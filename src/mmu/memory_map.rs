// 記憶體映射表 - 啟動時登記位址區間，build() 之後以二分搜尋查表

use std::fmt;

#[derive(Debug, Clone, Copy, PartialEq, Eq)]
struct Range<K> {
    start: u16,
    end: u16, // 包含
    key: K,
}

/// 16 位元位址空間到周邊代號的對應
///
/// 區間在 `build()` 之前登記，之後凍結；查詢回傳周邊代號與相對於區間起點的偏移。
pub struct MemoryMap<K> {
    ranges: Vec<Range<K>>,
    built: bool,
}

impl<K: Copy + fmt::Debug> MemoryMap<K> {
    pub fn new() -> Self {
        MemoryMap {
            ranges: Vec::new(),
            built: false,
        }
    }

    pub fn register(&mut self, start: u16, end: u16, key: K) {
        debug_assert!(!self.built, "memory map already frozen");
        debug_assert!(start <= end, "inverted range {start:04X}-{end:04X}");
        self.ranges.push(Range { start, end, key });
    }

    /// 依起始位址排序並檢查區間互不重疊
    pub fn build(&mut self) -> crate::error::Result<()> {
        self.ranges.sort_by_key(|range| range.start);
        for pair in self.ranges.windows(2) {
            if pair[1].start <= pair[0].end {
                return Err(crate::emulator_bug!(
                    "overlapping ranges {:04X}-{:04X} ({:?}) and {:04X}-{:04X} ({:?})",
                    pair[0].start,
                    pair[0].end,
                    pair[0].key,
                    pair[1].start,
                    pair[1].end,
                    pair[1].key
                ));
            }
        }
        self.built = true;
        Ok(())
    }

    pub fn lookup(&self, address: u16) -> Option<(K, u16)> {
        // 第一個 start > address 的區間之前那一個才可能包含 address
        let index = self.ranges.partition_point(|range| range.start <= address);
        let range = self.ranges.get(index.checked_sub(1)?)?;
        (address <= range.end).then(|| (range.key, address - range.start))
    }

    pub fn len(&self) -> usize {
        self.ranges.len()
    }

    pub fn is_empty(&self) -> bool {
        self.ranges.is_empty()
    }
}

impl<K: Copy + fmt::Debug> Default for MemoryMap<K> {
    fn default() -> Self {
        Self::new()
    }
}

impl<K: fmt::Debug> fmt::Debug for MemoryMap<K> {
    fn fmt(&self, f: &mut fmt::Formatter<'_>) -> fmt::Result {
        let mut list = f.debug_list();
        for range in &self.ranges {
            list.entry(&format_args!(
                "{:04X}-{:04X} {:?}",
                range.start, range.end, range.key
            ));
        }
        list.finish()
    }
}

#[cfg(test)]
mod tests {
    use super::*;

    #[test]
    fn answers_every_address() {
        let ranges = [
            (0x0000u16, 0x7FFFu16, 'r'),
            (0xA000, 0xBFFF, 'x'),
            (0xC000, 0xDFFF, 'w'),
            (0xE000, 0xFDFF, 'w'),
            (0xFF00, 0xFF00, 'j'),
            (0xFF80, 0xFFFE, 'h'),
        ];
        let mut map = MemoryMap::new();
        // 故意打亂登記順序
        for &(start, end, key) in ranges.iter().rev() {
            map.register(start, end, key);
        }
        map.build().unwrap();

        for address in 0..=0xFFFFu16 {
            let expected = ranges
                .iter()
                .find(|(start, end, _)| (*start..=*end).contains(&address))
                .map(|&(start, _, key)| (key, address - start));
            assert_eq!(map.lookup(address), expected, "address {address:04X}");
        }
    }

    #[test]
    fn echo_ranges_share_offsets() {
        let mut map = MemoryMap::new();
        map.register(0xC000, 0xDFFF, 1u8);
        map.register(0xE000, 0xFDFF, 1u8);
        map.build().unwrap();
        assert_eq!(map.lookup(0xC123), Some((1, 0x0123)));
        assert_eq!(map.lookup(0xE123), Some((1, 0x0123)));
    }

    #[test]
    fn overlapping_ranges_are_rejected() {
        let mut map = MemoryMap::new();
        map.register(0x0000, 0x00FF, 0u8);
        map.register(0x0080, 0x0180, 1u8);
        assert!(map.build().is_err());
    }

    #[test]
    fn empty_map_has_no_owner() {
        let mut map: MemoryMap<u8> = MemoryMap::new();
        map.build().unwrap();
        assert!(map.is_empty());
        assert_eq!(map.lookup(0x1234), None);
    }
}
//! Game Boy / Game Boy Color 週期精確模擬核心
//!
//! 每個時間量子由 [`scheduler::Scheduler`] 依固定順序推進 CPU、OAM DMA、PPU 與 APU，
//! 所有周邊暫存器都掛在 [`mmu::Bus`] 上。

pub mod apu;
pub mod cartridge;
pub mod config;
pub mod cpu;
pub mod dma;
pub mod error;
pub mod gameboy;
pub mod interrupts;
pub mod joypad;
pub mod logger;
pub mod mmu;
pub mod ppu;
pub mod scheduler;
pub mod serial;
pub mod timer;

pub use config::{Console, MachineConfig};
pub use error::{Error, Result};
pub use gameboy::GameBoy;
pub use joypad::Button;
----
■ PROBLEM: Search the data above for the word "Result" and count the lines where it appears. Only the number should be given.

■ WRITTEN RESPONSE: 3